Package Installation
tidyverse install.packages("tidyverse")
lme4 install.packages("lme4")

Datasets

library(tidyverse)
library(lme4)
sales <- read_csv("../_data/complete/sales.csv")
stores <- read_csv("../_data/complete/stores.csv")
File Rows Columns Description
sales.csv 1017209 9 Sales data of a large retail store
stores.csv 1115 10 Data about the individual stores of the retailer
Table1. “sales.csv” variable description:
Variable Description
Store Numeric Id of each of the stores
DayOfWeek A number representing the day of the week
Date The date
Sales The turnover on a given day
Customers The number of costumers on a given day
Open Whether the store was open (1) or closed (0) on a given day
Promo Whether a store was running a promo that day
StateHoliday Whether there where (NA) or were no (0) state holidays that day.
SchoolHoliday If the store on a given date was affected by the closure of public schools (1) or not (0)
Table 2. “stores.csv” variable description:
Variable Description
Store Numeric Id of each of the stores
Assortment What level of assortment a given store has. Can be basic, extra, or extended
CompetitionDistance The distance in meters to the nearest competitor store
CompetitionOpenSinceMonth The month of the year in which the nearest competitor opened
CompetitionOpenSinceYear The year when the nearest competitor opened
Promo2 Whether a store is participating (1) or not (2) in a continuing and consecutive promotion for some stores
Promo2SinceWeek The week of the year in which the store promotion started
Promo2SinceYear The year in which the store promotion started
PromoInterval Describes the consecutive intervals Promo2 is started, naming the months the promotion is started anew. For example, “Feb,May,Aug,Nov” means each round starts in February, May, August, November of any given year for that store

Tasks

A - Getting setup

  1. Open your R project. It should already have the folders 0_Data and 1_Code. Make sure that all of the data files listed above are contained in the folder
# Done!
  1. Open a new R script and save it as a new file called sales_case_study.R. At the top of the script, using comments, write your name and the date. Then, load the set of packages listed above with library().

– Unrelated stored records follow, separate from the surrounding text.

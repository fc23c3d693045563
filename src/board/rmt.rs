/* RMT peripheral glue: channel 0 emits pulse trains on the 38 kHz IR carrier,
   channel 2 captures incoming trains framed by an idle gap */

use core::iter;

use bitflags::bitflags;
use esp_hal::{
    gpio::{Input, InputPin, Level, Output, OutputPin, Pull},
    peripheral::{Peripheral, PeripheralRef},
    peripherals::{self, RMT, SYSTEM},
    rmt::PulseCode,
};
use heapless::Vec;

use crate::machines::ir_rx::PulseCapture;
use crate::machines::ir_tx::PulseTransmitter;
use crate::pulse::FRAME_PULSES;



// RMT source clock is PLL_F80M divided down to 1 MHz, so one channel tick is one
// microsecond on both channels
const SCLK_SELECTION: u8 = 1;
const SCLK_DIV_NUM: u8 = 80 - 1;

// 38 kHz carrier at 50% duty, in source clock ticks
const CARRIER_HIGH: u16 = 13;
const CARRIER_LOW: u16 = 13;

// a 20 ms quiet gap ends a capture; longer in-frame gaps are reported saturated
const RX_IDLE_THRESH: u16 = 20_000;
const GAP_SAMPLE: u16 = u16::MAX;

const RMT_RAM: *mut u32 = 0x6000_6400 as *mut u32;
const RMT_RAM_CODES: usize = 48;


bitflags! {
    #[derive(Debug, Clone, Copy, PartialEq, Eq)]
    pub struct RxStatus: u32 {
        const CH2_END = 1 << 2;
        const CH2_ERROR = 1 << 6;
    }
}

impl RxStatus {
    pub fn is_error(&self) -> bool {
        self.intersects(RxStatus::CH2_ERROR)
    }
}


pub fn config_clock(system: PeripheralRef<SYSTEM>) {
    // TODO: safety
    system.rmt_sclk_conf().modify(|_, w| unsafe {
        w
            .sclk_sel().bits(SCLK_SELECTION)
            .sclk_div_num().bits(SCLK_DIV_NUM)
            .sclk_div_a().bits(0)
            .sclk_div_b().bits(0)
    });

    system.rmt_conf().modify(|_, w| w.rmt_clk_en().set_bit());
}


/// IR capture over RMT channel 2, exposed through the `PulseCapture` seam. The
/// hardware delivers one finished burst per idle gap; bursts are appended to the
/// frame buffer with a saturated gap sample between them, which is how the reference
/// codes encode over-long quiet periods.
pub struct RmtCapture<'a, 'b, PIN> {
    rmt: PeripheralRef<'a, RMT>,
    _pin: Input<'b, PIN>,
    buffer: Vec<u16, FRAME_PULSES>,
    running: bool,
}

impl<'a, 'b, PIN> RmtCapture<'a, 'b, PIN>
where
    PIN: InputPin,
{
    pub fn new<'c>(
        rmt: impl Peripheral<P = RMT> + 'a,
        pin: impl Peripheral<P = PIN> + 'b,
        system: impl Peripheral<P = SYSTEM> + 'c,
    ) -> Self {
        let mut rmt = rmt.into_ref();

        config_clock(system.into_ref());

        rmt.sys_conf().modify(|_, w| w.apb_fifo_mask().bit(false)); // fifo access

        rmt.ch2_rx_conf0().modify(|_, w| unsafe {
            w
                .div_cnt().bits(1)
                .idle_thres().bits(RX_IDLE_THRESH)
                .carrier_en().bit(false) // the receiver module already demodulates
        });
        rmt.ch2_rx_conf1().modify(|_, w| w.conf_update().set_bit());

        let pin = setup_rx_pin(pin);

        Self {
            rmt,
            _pin: pin,
            buffer: Vec::new(),
            running: false,
        }
    }

    fn rx_enable(&mut self, enable: bool) {
        self.rmt.ch2_rx_conf1().modify(|_, w| w.rx_en().bit(enable));
        self.rmt.ch2_rx_conf1().modify(|_, w| w.conf_update().set_bit());
    }

    fn status_get_and_clear(&mut self) -> RxStatus {
        let status = RxStatus::from_bits_truncate(self.rmt.int_raw().read().bits());

        self.rmt.int_clr().write(|w| {
            w
                .ch2_rx_end().bit(true)
                .ch2_rx_err().bit(true)
        });

        status
    }

    fn reset_channel_ram(&mut self) {
        self.rmt.ch2_rx_conf1().modify(|_, w| {
            w
                .mem_wr_rst().bit(true)
                .apb_mem_rst().bit(true)
                .mem_owner().bit(true)
        });
    }

    /// Move any finished burst out of the channel RAM into the frame buffer.
    fn drain(&mut self) {
        if !self.running {
            return;
        }

        let status = self.status_get_and_clear();

        if status.is_error() {
            self.reset_channel_ram();
            return;
        }

        if !status.contains(RxStatus::CH2_END) {
            return;
        }

        if !self.buffer.is_empty() {
            let _ = self.buffer.push(GAP_SAMPLE);
        }

        for length in fifo_lengths(self.rmt.reborrow()) {
            let _ = self.buffer.push(length);
        }

        self.reset_channel_ram();
    }
}

impl<'a, 'b, PIN> PulseCapture for RmtCapture<'a, 'b, PIN>
where
    PIN: InputPin,
{
    fn pause(&mut self) {
        self.running = false;
        self.rx_enable(false);
    }

    fn resume(&mut self) {
        self.running = true;
        self.rx_enable(true);
    }

    fn clear(&mut self) {
        self.buffer.clear();
        self.reset_channel_ram();
        self.status_get_and_clear();
    }

    fn len(&mut self) -> usize {
        self.drain();
        self.buffer.len()
    }

    fn read(&mut self, index: usize) -> u16 {
        self.buffer.get(index).copied().unwrap_or(0)
    }
}


fn setup_rx_pin<'b, PIN>(pin: impl Peripheral<P = PIN> + 'b) -> Input<'b, PIN>
where
    PIN: InputPin,
{
    let pin = Input::new(pin, Pull::None);

    let pin_num = 10; // IR receiver output

    // SAFETY: only the matrix routing of the pin owned by this function is touched
    let pac_gpio = unsafe { peripherals::GPIO::steal() };
    let pac_io_mux = unsafe { peripherals::IO_MUX::steal() };

    pac_io_mux.gpio(pin_num).modify(|_, w| unsafe {
        w.mcu_sel().bits(1) // route through the gpio matrix
    });
    pac_gpio.func_in_sel_cfg(71).modify(|_, w| unsafe {
        w
            .sel().set_bit()
            .in_sel().bits(pin_num as u8) // RMT_SIG_IN2
    });

    pin
}

fn fifo_lengths<'a>(rmt: PeripheralRef<'a, RMT>) -> impl Iterator<Item = u16> + 'a {
    let mut end_marker = false;

    iter::repeat_with(move || {
        if end_marker {
            return [None, None];
        }

        let code = PulseCode::from(rmt.ch2data().read().bits());

        if code.length1 == 0 || code.length2 == 0 {
            end_marker = true;
        }

        [
            (code.length1 != 0).then_some(code.length1),
            (code.length2 != 0).then_some(code.length2),
        ]
    })
        .flatten()
        .take_while(Option::is_some)
        .flatten()
}


/// IR emission over RMT channel 0, exposed through `PulseTransmitter`. Sending
/// blocks until the train left the peripheral.
pub struct RmtPulseOut<'b, PIN> {
    rmt: RMT,
    _pin: Output<'b, PIN>,
}

impl<'b, PIN> RmtPulseOut<'b, PIN>
where
    PIN: OutputPin,
{
    pub fn new(pin: impl Peripheral<P = PIN> + 'b) -> Self {
        // SAFETY: only ch0 tx registers are used here, the capture side owns ch2
        let rmt = unsafe { RMT::steal() };

        rmt.ch0_tx_conf0().modify(|_, w| unsafe {
            w
                .div_cnt().bits(1)
                .carrier_en().bit(true)
                .carrier_out_lv().bit(true) // modulate the mark level
                .carrier_eff_en().bit(true)
                .idle_out_en().bit(true)
                .idle_out_lv().bit(false)
        });
        rmt.ch0carrier_duty().write(|w| unsafe {
            w
                .carrier_high().bits(CARRIER_HIGH)
                .carrier_low().bits(CARRIER_LOW)
        });
        rmt.ch0_tx_conf0().modify(|_, w| w.conf_update().set_bit());

        let pin = setup_tx_pin(pin);

        Self { rmt, _pin: pin }
    }

    fn fill_ram(&mut self, pulses: &[u16]) {
        let mut codes = 0usize;

        for (index, pair) in pulses.chunks(2).enumerate() {
            if index == RMT_RAM_CODES {
                break;
            }

            let code = PulseCode {
                level1: true,
                length1: pair[0],
                level2: false,
                length2: pair.get(1).copied().unwrap_or(0), // zero length ends the train
            };

            // SAFETY: index is bounded by the channel RAM block size
            unsafe { RMT_RAM.add(index).write_volatile(code.into()) };
            codes = index + 1;
        }

        if pulses.len() % 2 == 0 {
            let end = PulseCode { level1: false, length1: 0, level2: false, length2: 0 };
            if codes < RMT_RAM_CODES {
                // SAFETY: bounded as above
                unsafe { RMT_RAM.add(codes).write_volatile(end.into()) };
            }
        }
    }

    fn start(&mut self) {
        self.rmt.ref_cnt_rst().write(|w| w.tx_ref_cnt_rst().set_bit());
        self.rmt.ch0_tx_conf0().modify(|_, w| {
            w
                .tx_start().set_bit()
                .mem_rd_rst().set_bit()
        });
    }

    fn wait_done(&mut self) {
        loop {
            if self.rmt.int_raw().read().ch0_tx_err().bit() {
                self.rmt.int_clr().write(|w| w.ch0_tx_err().set_bit());
                return;
            }

            if self.rmt.int_raw().read().ch0_tx_end().bit() {
                self.rmt.int_clr().write(|w| w.ch0_tx_end().set_bit());
                return;
            }
        }
    }
}

impl<'b, PIN> PulseTransmitter for RmtPulseOut<'b, PIN>
where
    PIN: OutputPin,
{
    fn send(&mut self, pulses: &[u16]) {
        if pulses.is_empty() {
            return;
        }

        self.fill_ram(pulses);
        self.start();
        self.wait_done();
    }
}


fn setup_tx_pin<'b, PIN>(pin: impl Peripheral<P = PIN> + 'b) -> Output<'b, PIN>
where
    PIN: OutputPin,
{
    let pin = Output::new(pin, Level::Low);

    let pin_num = 3; // IR emitter

    // SAFETY: only the matrix routing of the pin owned by this function is touched
    let pac_gpio = unsafe { peripherals::GPIO::steal() };
    let pac_io_mux = unsafe { peripherals::IO_MUX::steal() };

    pac_io_mux.gpio(pin_num).modify(|_, w| unsafe {
        w.mcu_sel().bits(1)
    });
    pac_gpio.func_out_sel_cfg(pin_num).modify(|_, w| unsafe {
        w.out_sel().bits(69) // RMT_SIG_OUT0
    });

    pin
}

  2. For this practical, we’ll use the sales.csv and stores.csv data. These datasets contain sales numbers of various stores from a large retailer over a time period. Using the following template, load the data into R and store it as new objects called sales and stores.

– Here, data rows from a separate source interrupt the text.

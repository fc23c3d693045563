/// Xorshift32, plenty for picking sparkle pixels. Seeded from the hardware RNG on the
/// badge, from a fixed value in tests.
pub struct Rng(u32);

impl Rng {
    pub const fn new(seed: u32) -> Rng {
        // xorshift gets stuck at zero
        Rng(if seed == 0 { 0x6b8b_4567 } else { seed })
    }

    pub fn next(&mut self) -> u32 {
        self.0 ^= self.0 << 13;
        self.0 ^= self.0 >> 17;
        self.0 ^= self.0 << 5;
        self.0
    }

    /// Uniform-ish value in `0..max`. `max` must be non zero.
    pub fn range(&mut self, max: u32) -> u32 {
        self.next() % max
    }
}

# Load data from your local data file of your R project
sales <- read_csv("XX/XXX")
stores <- read_csv("XX/XXX")
  1. Using summary(), head() and skim(), explore the data to make sure it was loaded correctly.

B - Data Wrangling

  1. From the stores data, only select the following variables: Store, Assortment, CompetitionDistance, CompetitionOpenSinceYear, Promo2. The variable Assortment contains the values “a”, “b”, and “c”. This is not very helpful. Change them so that “a” is now “basic”, “b” is now “extra”, and “c” is now “extended”.
stores <- stores %>%
  select(Store, Assortment, CompetitionDistance, CompetitionOpenSinceYear, Promo2) %>%
  mutate(Assortment = case_when(Assortment == "a" ~ "basic",
                                Assortment == "b" ~ "extra",
                                Assortment == "c" ~ "extended"))
  1. Join the stores data with the sales data (check out the left_join() function for this).
sales <- left_join(sales, stores, by = "Store")
  1. The sales data contains an error in the state_holiday variable. There are NAs where there should be 1s. Change this (remember that variable == NA won’t yield the result you want; use is.na(variable) instead).
sales <- sales %>%
    mutate(StateHoliday = case_when(is.na(StateHoliday) ~ 1,
                                   TRUE ~ 0))
  1. Rename the variables to be al lowercase and with underscores between words. Afterwards your variables should be named like this: “store”, “week_day”, “date”, “sales”, “customers”, “open”, “promo”, “state_holiday”, “school_holiday”, “assortment”, “competition_distance”, “competition_open_since”, and “store_promo”.
names(sales) <- c("store", "week_day", "date", "sales", "customers", "open",
                  "promo", "state_holiday", "school_holiday", "assortment",
                  "competition_distance", "competition_open_since","store_promo")
  1. Save the prepared data as “retailer_sales.csv” (this is easy to do with the write_csv() function).
write_csv(sales, "retailer_sales.csv")

C - Statistics - Fluctuations over Days

To look at the average fluctuations over days you, we suggest you take a subsample of a few stores. You could then plot the individual trajectories, and if you like also add a mean line. You can also use a repeated measures test, to have a statistical test of the stability (you could, for example, use a correlation between two time points, or aggregate sales data of stores for each time point and run a regression. Note that with these two methods you will violate the assumption of independence of the data, so you cannot interpret the p-value).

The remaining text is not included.